Yuhanna 10:33 : Tanrı Olduğunu İleri Sürüyorsun
İsa'nın Yahudiler hakkında Kutsal Yazılar'da söyledikleri, İsa Mesih'in Ferisilere karşı açıkça konuşmaktan çekinmediğini göstermektedir. Yalnızca iki bölüm önce (Yuhanna 8:38-47), İsa Mesih, Ferisilerin kendi arzularına körü körüne kapılarak, babaları İblis'in isteklerini yerine getiren İblis'in çocukları olduklarını ve bu yüzden kendisini dinlemeyip anlayamayacaklarını ifade etmiştir. İsa, "Ben Baba'mın yanında gördüklerimi söylüyorum, siz de babanızdan işittiklerinizi yapıyorsunuz," demiştir. Ferisiler ise, "Bizim babamız İbrahim'dir," diye karşılık vermişlerdir. İsa, "İbrahim'in çocukları olsaydınız, İbrahim'in yaptıklarını yapardınız," demiştir. "Ama şimdi beni, Tanrı'dan işittiği gerçeği sizlere bildireni öldürmek istiyorsunuz. İbrahim bunu yapmadı. Siz babanızın yaptıklarını yapıyorsunuz." Ferisiler, "Biz zinadan doğmadık. Bir tek Babamız var, o da Tanrı'dır," demişlerdir. İsa, "Tanrı Babanız olsaydı, beni severdiniz," demiştir. "Çünkü ben Tanrı'dan çıkıp geldim. Kendiliğimden gelmedim, beni O gönderdi. Söylediklerimi neden anlamıyorsunuz? Benim sözümü dinlemeye dayanamıyorsunuz da ondan. Siz babanız İblis'tensiniz ve babanızın arzularını yerine getirmek istiyorsunuz. O başlangıçtan beri katildi. Gerçeğe bağlı kalmadı. Çünkü onda gerçek yoktur. Yalan söylemesi doğaldır. Çünkü o yalancıdır ve yalanın babasıdır. Ama ben gerçeği söylüyorum. İşte bunun için bana iman etmiyorsunuz. Hanginiz bana günahlı olduğumu kanıtlayabilir? Gerçeği söylüyorsam, niçin bana iman etmiyorsunuz? Tanrı'dan olan, Tanrı'nın sözlerini dinler. İşte siz Tanrı'dan olmadığınız için dinlemiyorsunuz," demiştir (Yuhanna 8:38-47).
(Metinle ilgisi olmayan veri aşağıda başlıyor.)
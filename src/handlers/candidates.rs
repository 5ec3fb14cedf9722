use axum::{
    extract::{Path, Query, State},
    response::Json,
};
use serde::Deserialize;

use crate::{
    models::{
        assessment::{AssessmentReview, CandidateAction},
        candidate::CandidateResponse,
    },
    services::{
        projection::{project, CandidateFilters},
        review::LockOutcome,
    },
    utils::{errors::AppError, logger::LOGGER},
    AppState,
};

/// Filter/sort listing: the projection is recomputed in full from the
/// current store contents on every request.
pub async fn get_candidates(
    State(state): State<AppState>,
    Query(filters): Query<CandidateFilters>,
) -> Json<Vec<CandidateResponse>> {
    let candidates = state.stores.candidates.list();
    let view = project(&candidates, &filters)
        .into_iter()
        .map(CandidateResponse::from)
        .collect();
    Json(view)
}

pub async fn get_candidate(
    State(state): State<AppState>,
    Path(id): Path<i32>,
) -> Result<Json<CandidateResponse>, AppError> {
    let candidate = state.stores.candidates.get(id)?;
    Ok(Json(CandidateResponse::from(candidate)))
}

pub async fn get_assessment(
    State(state): State<AppState>,
    Path(id): Path<i32>,
) -> Result<Json<AssessmentReview>, AppError> {
    Ok(Json(state.stores.candidates.review(id)?))
}

pub async fn approve_assessment(
    State(state): State<AppState>,
    Path(id): Path<i32>,
) -> Result<Json<AssessmentReview>, AppError> {
    let mut review = state.stores.candidates.review(id)?;
    review.approve()?;
    state.stores.candidates.put_review(review.clone());

    LOGGER.log_business_event(
        "assessment_approved",
        Some(id),
        std::collections::HashMap::new(),
    );
    Ok(Json(review))
}

#[derive(Debug, Deserialize)]
pub struct AmendRequest {
    pub category: String,
    pub score: u8,
    pub reason: String,
}

pub async fn amend_assessment(
    State(state): State<AppState>,
    Path(id): Path<i32>,
    Json(payload): Json<AmendRequest>,
) -> Result<Json<AssessmentReview>, AppError> {
    let mut review = state.stores.candidates.review(id)?;
    review.amend(&payload.category, payload.score, &payload.reason)?;
    state.stores.candidates.put_review(review.clone());

    LOGGER.log_business_event(
        "assessment_amended",
        Some(id),
        [(
            "category".to_string(),
            serde_json::Value::String(payload.category),
        )]
        .iter()
        .cloned()
        .collect(),
    );
    Ok(Json(review))
}

#[derive(Debug, Deserialize)]
pub struct CandidateActionRequest {
    pub action: CandidateAction,
}

/// Irreversible candidate action. The lock is the domain transition; the
/// returned follow_up tells the caller whether to move into interview
/// scheduling or just show a confirmation.
pub async fn candidate_action(
    State(state): State<AppState>,
    Path(id): Path<i32>,
    Json(payload): Json<CandidateActionRequest>,
) -> Result<Json<LockOutcome>, AppError> {
    let mut review = state.stores.candidates.review(id)?;
    let outcome = review.lock(payload.action)?;
    state.stores.candidates.set_status(id, outcome.new_status)?;
    state.stores.candidates.put_review(review);

    LOGGER.log_business_event(
        "candidate_action_taken",
        Some(id),
        [(
            "action".to_string(),
            serde_json::Value::String(outcome.new_status.as_str().to_string()),
        )]
        .iter()
        .cloned()
        .collect(),
    );
    Ok(Json(outcome))
}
Şimdi burada İsa'nın ne anlattığını anlamaya çalışalım. İsa, Ferisilerin, İblis'in çocukları olarak, İblis'in arzularını yerine getirdiklerini açıkça ifade ederek, kendisinin sözlerini anlamaya elverişli bir kapasiteye sahip olmadıklarını belirtmiştir. Bu yargılardan yola çıkarak, Ferisilerin İsa Mesih hakkında "Tanrı olduğunu ileri sürüyorsun" şeklindeki sözlerini dikkate alıp, bu düşüncelerinde haklılık payı aramak büyük bir hataya düşmek olacaktır. Yalanın babası olan İblis'in buyruklarını yerine getiren Ferisilerin doğru bir çıkarımda bulunabilecekleri ihtimali dahi yanılgıdır. İsa, onların anlamaktan aciz, kör ve sadece kendisini öldürmek isteyen katiller ve yalancılar olduğunu ifade etmiştir. Bu duruma sadece Yuhanna'da değil, diğer tüm kutsal yazılarda da tanıklık ederiz.
O halde, bazı Teslis savunucularının neden Tanrı'nın, Ferisiler aracılığıyla konuştuğu kişiler gibi onları dikkate alıp, söyledikleri sözlere değer verdiklerini anlamak zorlaşmaktadır. Bazı Teslis savunucularının ruhen İblis'in dostu olan Ferisiler'in iddialarına itibar etmeleri, İsa'nın Ferisiler'in Tanrı'nın iradesine düşman, kötü kalpli ve şerli bir güruh olduklarını söylediği gerçeğiyle çelişmektedir. Bu gerçek, tek başına, Teslis savunucularının Ferisiler'in İsa Mesih'in kimliğini doğru bir şekilde tanıyıp aktardıkları inancının ciddi problemler içerdiğini göstermektedir. İsa Mesih, Ferisiler'in "babaları İblis'in yalanlarından dolayı yüreklerinin katılaştığını ve söylediklerini anlayamayacaklarını" ifade etmiştir. Buna rağmen, bazı Teslis savunucularının "Ferisiler İsa'yı doğru anlamışlardı" şeklindeki iddialarını geçerli saymak doğru olamaz.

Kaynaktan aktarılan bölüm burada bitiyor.